Yazidi woman describes how she was kidnapped by ISIS terrorists aged 17 and repeatedly raped

Yazidi woman describes how she was kidnapped by ISIS terrorists aged 17 and repeatedly raped

A Yazidi woman has described how she was kidnapped by ISIS as a teenager and repeatedly raped and beaten by terror boss Abu Bakr al-Baghdadi during his final as leader.

The woman, who cannot be named, was kept as a slave for months while the on-the-run boss desperately moved to towns and deserts in eastern Syria near the Iraqi border to seek safety as the extremists’ domains crumbled.

In his last months, al-Baghdadi became obsessed with his security before the brutal leader, once hailed as ‘caliph’, blew himself up during an October 26 raid by U.S. special forces on his heavily fortified safe house.

The Yazidi girl, who was freed in a U.S.-led raid in May, said al-Baghdadi first tried to flee to Idlib in late 2017.

She said one night she was loaded into a three-vehicle convoy that included the IS leader, his wife and his security entourage, headed for the province.

The convoy reached a main road but then turned around, apparently fearing it would come under attack, said the girl, who was 17 at the time.

For about a week they stayed in the southeastern Syrian town of Hajin, near the Iraqi border.

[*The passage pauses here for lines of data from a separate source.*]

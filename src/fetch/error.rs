use thiserror::Error;

/// Failure signals a media fetch can raise.
#[derive(Debug, Clone, PartialEq, Eq, Error)]
pub enum FetchError {
    /// The egress address is blocked by the source.
    #[error("egress blocked while fetching {video_id}")]
    Blocked { video_id: String },

    /// The source reports the clip does not exist as claimed.
    #[error("video {video_id} is fake")]
    Fake { video_id: String },

    /// Anything else; not attributable to the submitter.
    #[error("failed to fetch {video_id}: {message}")]
    Other { video_id: String, message: String },
}

impl FetchError {
    pub fn other(video_id: &str, message: impl Into<String>) -> Self {
        FetchError::Other {
            video_id: video_id.to_string(),
            message: message.into(),
        }
    }
}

Then they moved north to Dashisha, another border town in Syria within IS-held territory.

There, the Yazidi teen stayed for four months at the home of al-Baghdadi’s father-in-law, a close aide named Abu Abdullah al-Zubaie.

Al-Baghdadi would visit her there frequently and rape her and at times beat her, the teen said.

He would only move at night, wearing sneakers and covering his face, always with around five security men who addressed him as ‘hajji’ or ‘sheikh,’ she said.

‘When I asked him anything, he would not give me an answer for security reasons. Not everyone knew where he was,’ she said.

In the spring of 2018, she was given to another man, who took her out of Dashisha. That was the last time she saw al-Baghdadi, though he sent her a piece of jewelry as a gift, the teen said.

It appears al-Baghdadi then moved from place to place in eastern Syria for the next year as one IS stronghold after another fell to U.S.-backed Kurdish-led forces, before heading to Idlib sometime in the spring.

During that time, al-Baghdadi was a ‘nervous wreck,’ pacing up and down and complaining of treason and infiltrations among his ‘walis,’ or governors of the group’s self-declared provinces, his brother-in-law, Mohamad Ali Sajit, said in an interview with Al-Arabiya TV aired last week.

‘This is all treason,’ Sajit recalled al-Baghdadi shouting.

Sajit, an Iraqi who was married to another of al-Zubaie’s daughters, was arrested by Iraqi authorities in June.

He said he saw al-Baghdadi several times over 18 months, starting in Hajin in late 2017. The last time was in the desert regions along the Syrian-Iraqi border not long before Sajit’s own capture. He said al-Baghdadi entrusted him with delivering messages on flash drives to lieutenants inside
Iraq.

Iraqi and Syrian Kurdish officials have said they separately cultivated sources that led to the IS leader, and Sajit is believed to be one of them. A U.S. official said it seemed the Syrian Kurds managed to get a ‘guest’ inside al-Baghdadi’s inner circle whose information was key in the hunt.

Sajit said al-Baghdadi’s movements were heavily restricted, more so as greater IS territory was lost. He walked around with a suicide belt, even slept with one near him, and made his aides also carry belts. He never used a cellphone; only his aide Abu Hassan al-Muhajer did, using a Galaxy 7, Sajit said.

The stress worsened the IS leader’s diabetes, and he had to constantly monitor his blood sugar and take insulin. He didn’t fast during the holy month of Ramadan and forced his aides not to fast as well, Sajit said.

At times, al-Baghdadi was disguised as a shepherd, he said. When al-Baghdadi’s security chief, Abu Sabah, got wind of a possible raid on the desert Syrian-Iraqi border area where they were hiding they took down their tents and hid al-Baghdadi and al-Muhajer inside a pit covered with dirt, Sajit said.

They let sheep roam around on top of the pit to further disguise it. Once the threat of the raid was over, they returned and put the tents back up, he said.